2020年7月12日、コミックマーケット準備会は、毎年夏・冬に開催されている国内最大規模の同人誌即売会“コミックマーケット(コミケ)”を2020年冬季については開催しないことを発表した。

 次回の開催は2021年のゴールデンウィークを目指し関係各所と調整を行っている。

 コミックマーケット公式サイトにて行われた発表によると、2020年6月8日に東京ビッグサイトでの新型コロナウイルス感染症に対する“対応指針”が発表され、大きく制限された形でのホールごとの最大収容人数や、主催者の行うべき感染防止策等が定められたものの、現状求められている対策を講じたとしても、問題やリスクが生じる恐れもあり、苦渋の決断にいたったとしている。

 東京ビッグサイトの対応指針では、展示ホール1平米あたり来場者数は約0.5人に留めることや、会場入口への手指消毒液の設置、来場者・関係者へのサーモグラフィー等による検温の実施、37.5度以上がある場合の入場制限などが求められている。

 さらに、2020年夏に予定されていた東京オリンピック・パラリンピックが延期されたことにより、国際放送センター・メディアプレスセンターが設置される東展示棟が2020年冬のタイミングでは使用不可に。コミックマーケット99は3日間の日程を予定していたが、これは全館使用を想定していたものであり、これを4日間に変更することも現実的ではないと判断した。

コミックマーケット99の開催について (2020年7月12日現在)

 従来、お盆時期と年末に行われているコミックマーケットだが、2020年夏は東京オリンピック・パラリンピックの開催が予定されていたため、2020年5月に開催時期の変更が行われていた。
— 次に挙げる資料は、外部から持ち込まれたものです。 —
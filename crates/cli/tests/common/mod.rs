//! Shared test utilities for stratum integration tests.
//!
//! Responsibilities:
//! - Provide a hermetic CLI command factory that prevents dotenv loading.
//! - Isolate the search locations from the host's home and working directories.
//!
//! Invariants / Assumptions:
//! - All integration tests using this helper are hermetic by default.
//! - No `STRATUM_*` override from the host reaches the child process.
//! - `/etc/stratum` cannot be redirected; tests that rely on discovery or the
//!   built-in defaults check `search_locations_are_hermetic()` and skip otherwise.

use assert_cmd::Command;
use std::path::{Path, PathBuf};
use tempfile::TempDir;

/// Every override variable the binary can read, across all capabilities.
const OVERRIDE_VARS: &[&str] = &[
    "STRATUM_CORE_MODE",
    "STRATUM_CORE_WORK_POOL_SIZE",
    "STRATUM_POSTGRES_HOST",
    "STRATUM_POSTGRES_PORT",
    "STRATUM_POSTGRES_DB",
    "STRATUM_POSTGRES_USER",
    "STRATUM_POSTGRES_PASS",
    "STRATUM_POSTGRES_BATCH_COUNT",
    "STRATUM_KAFKA_BOOTSTRAP_SERVERS",
    "STRATUM_KAFKA_GROUP_ID",
    "STRATUM_KAFKA_AUTO_OFFSET_RESET",
    "STRATUM_KAFKA_TOPIC",
    "STRATUM_PROMETHEUS_PORT",
    "STRATUM_LOG_LEVEL",
    "STRATUM_ENDPOINTS_GRPC_ADDRESS",
    "STRATUM_ENDPOINTS_HTTP_ADDRESS",
    "STRATUM_ENDPOINTS_HTTP_USER",
    "STRATUM_ENDPOINTS_HTTP_PASS",
];

/// Returns a hermetic `stratum` command running inside `workdir`.
///
/// It ensures:
/// - `DOTENV_DISABLED=1` is set to prevent local `.env` contamination.
/// - `HOME` and the working directory point at `workdir`, so only files the
///   test writes there can be discovered.
/// - `STRATUM_CONFIG_PATH`, `RUST_LOG` and every override variable are cleared.
pub fn stratum_cmd(workdir: &Path) -> Command {
    let mut cmd = assert_cmd::cargo::cargo_bin_cmd!("stratum");

    // Hermeticity: prevent loading local .env
    cmd.env("DOTENV_DISABLED", "1");
    cmd.env("HOME", workdir);
    cmd.current_dir(workdir);

    // Clear potential host leakage
    cmd.env_remove("STRATUM_CONFIG_PATH").env_remove("RUST_LOG");
    for var in OVERRIDE_VARS {
        cmd.env_remove(var);
    }

    cmd
}

/// System-wide location searched before `HOME` and the working directory.
const SYSTEM_CONFIG_DIR: &str = "/etc/stratum";

/// Config file names the binary looks for in each search location.
const CONFIG_FILE_NAMES: &[&str] = &["config.yaml", "config.yml", "config"];

/// Whether the host has no system-wide config that would shadow the test's own.
///
/// Prints a skip note when a file is found, matching the live-test convention.
#[allow(dead_code)]
pub fn search_locations_are_hermetic() -> bool {
    let system = Path::new(SYSTEM_CONFIG_DIR);
    match CONFIG_FILE_NAMES
        .iter()
        .map(|name| system.join(name))
        .find(|path| path.exists())
    {
        Some(path) => {
            eprintln!("Skipping discovery-dependent test: {} exists.", path.display());
            false
        }
        None => true,
    }
}

/// Writes `content` to `<dir>/<name>` and returns the path.
#[allow(dead_code)]
pub fn write_config(dir: &TempDir, name: &str, content: &str) -> PathBuf {
    let path = dir.path().join(name);
    std::fs::write(&path, content).expect("write config");
    path
}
しかし、新型コロナウイルス感染拡大の影響により開催は中止。オンライン上で作品の発表やイベントを行う“エアコミケ”として盛り上がり、Twitterのトレンド1位に躍り出るなどした。

 なお、2020年冬は、1975年12月に初開催されたコミックマーケット誕生から数えて45周年にあたり、記念企画や、2020年5月に行われた“エアコミケ”を発展させていくことも検討されているとのこと。詳細が決まり次第、コミックマーケット公式サイト等で案内される予定だ。

 結果として2020年の1年間、現実の会場でのコミックマーケットは開催されないこととなる。準備会はこれを“痛恨事”としつつ、“今後も開催継続に向け最善を尽くす”と思いを綴っている。
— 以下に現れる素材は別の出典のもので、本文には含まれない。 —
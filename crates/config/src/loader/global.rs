//! Process-wide configuration snapshot.
//!
//! Responsibilities:
//! - Run compose → resolve source → overlay exactly once per process.
//! - Hand every caller the same `ResolvedConfig`, or the same error.
//!
//! Does NOT handle:
//! - Recovering from a failed resolution; the failure is cached and the caller is
//!   expected to stop the process.
//!
//! Invariants:
//! - Concurrent first callers block until the single resolution finishes.
//! - A published snapshot is never replaced or mutated.
//! - Calling `initialize` after the snapshot exists returns the existing snapshot;
//!   the new path is ignored.

use std::path::Path;
use std::sync::OnceLock;

use super::error::ConfigError;
use super::overlay::merge_from_env;
use super::source::SourceResolver;
use crate::schema::Schema;
use crate::types::ResolvedConfig;

/// A once-initialized slot holding the outcome of a configuration resolution.
#[derive(Debug, Default)]
pub struct ConfigCell {
    slot: OnceLock<Result<ResolvedConfig, ConfigError>>,
}

impl ConfigCell {
    pub const fn new() -> Self {
        Self {
            slot: OnceLock::new(),
        }
    }

    /// Return the stored outcome, running `resolve` first if nothing is stored yet.
    ///
    /// Exactly one caller runs `resolve`; everyone else waits for it.
    pub fn get_or_resolve<F>(&self, resolve: F) -> Result<&ResolvedConfig, ConfigError>
    where
        F: FnOnce() -> Result<ResolvedConfig, ConfigError>,
    {
        self.slot.get_or_init(resolve).as_ref().map_err(Clone::clone)
    }

    /// Return the stored outcome without resolving.
    pub fn peek(&self) -> Option<Result<&ResolvedConfig, ConfigError>> {
        self.slot
            .get()
            .map(|outcome| outcome.as_ref().map_err(Clone::clone))
    }

    pub fn is_initialized(&self) -> bool {
        self.slot.get().is_some()
    }
}

/// Resolve a fresh snapshot for the compiled schema.
///
/// This does not touch the process-wide slot.
pub fn resolve(explicit: Option<&Path>) -> Result<ResolvedConfig, ConfigError> {
    resolve_with(&Schema::compiled(), &SourceResolver::new(), explicit)
}

/// Resolve a fresh snapshot for a given schema and resolver.
pub fn resolve_with(
    schema: &Schema,
    resolver: &SourceResolver,
    explicit: Option<&Path>,
) -> Result<ResolvedConfig, ConfigError> {
    let base = resolver.resolve(schema, explicit)?;
    merge_from_env(schema, &base)
}

static GLOBAL: ConfigCell = ConfigCell::new();

/// Resolve and publish the process-wide configuration.
///
/// Only the first call (from here or from [`try_get`]/[`get`]) performs the
/// resolution; later calls return the published snapshot or the cached error.
pub fn initialize(explicit: Option<&Path>) -> Result<&'static ResolvedConfig, ConfigError> {
    let mut resolved_here = false;
    let outcome = GLOBAL.get_or_resolve(|| {
        resolved_here = true;
        publish(resolve(explicit))
    });

    if !resolved_here && let Some(path) = explicit {
        tracing::warn!(
            path = %path.display(),
            "Configuration already initialized; ignoring explicit path"
        );
    }
    outcome
}

/// The process-wide configuration, resolving from the default locations on first use.
pub fn try_get() -> Result<&'static ResolvedConfig, ConfigError> {
    GLOBAL.get_or_resolve(|| publish(resolve(None)))
}

/// The process-wide configuration.
///
/// # Panics
///
/// Panics if the one-time resolution failed. Configuration is a startup
/// precondition; call [`initialize`] during bootstrap to handle the error there.
pub fn get() -> &'static ResolvedConfig {
    match try_get() {
        Ok(config) => config,
        Err(e) => panic!("configuration could not be resolved: {e}"),
    }
}

fn publish(outcome: Result<ResolvedConfig, ConfigError>) -> Result<ResolvedConfig, ConfigError> {
    match &outcome {
        Ok(config) => tracing::info!(
            origin = %config.origin(),
            capabilities = %config.capabilities(),
            "Configuration published"
        ),
        Err(e) => tracing::error!(error = %e, "Configuration resolution failed"),
    }
    outcome
}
 「コミックマーケットは同人誌を中心としてすべての表現者を受け入れ、継続することを目的とした表現の可能性を拡げるための「場」である」ことを理念に掲げるにもかかわらず2020年の1年間、リアルな「場」としてのコミックマーケットを開催できないことは、我々準備会にとっても痛恨事に他なりません。

 しかしながら、コミックマーケットは、規模の大きさ故に社会的影響も考慮しつつ、継続を旨として慎重に事を進めていきたいと考えています。今後も開催継続に向け、最善を尽くして参りますので、参加者・関係者の皆さんには、重ねてのご理解・ご協力をいただければ幸いです。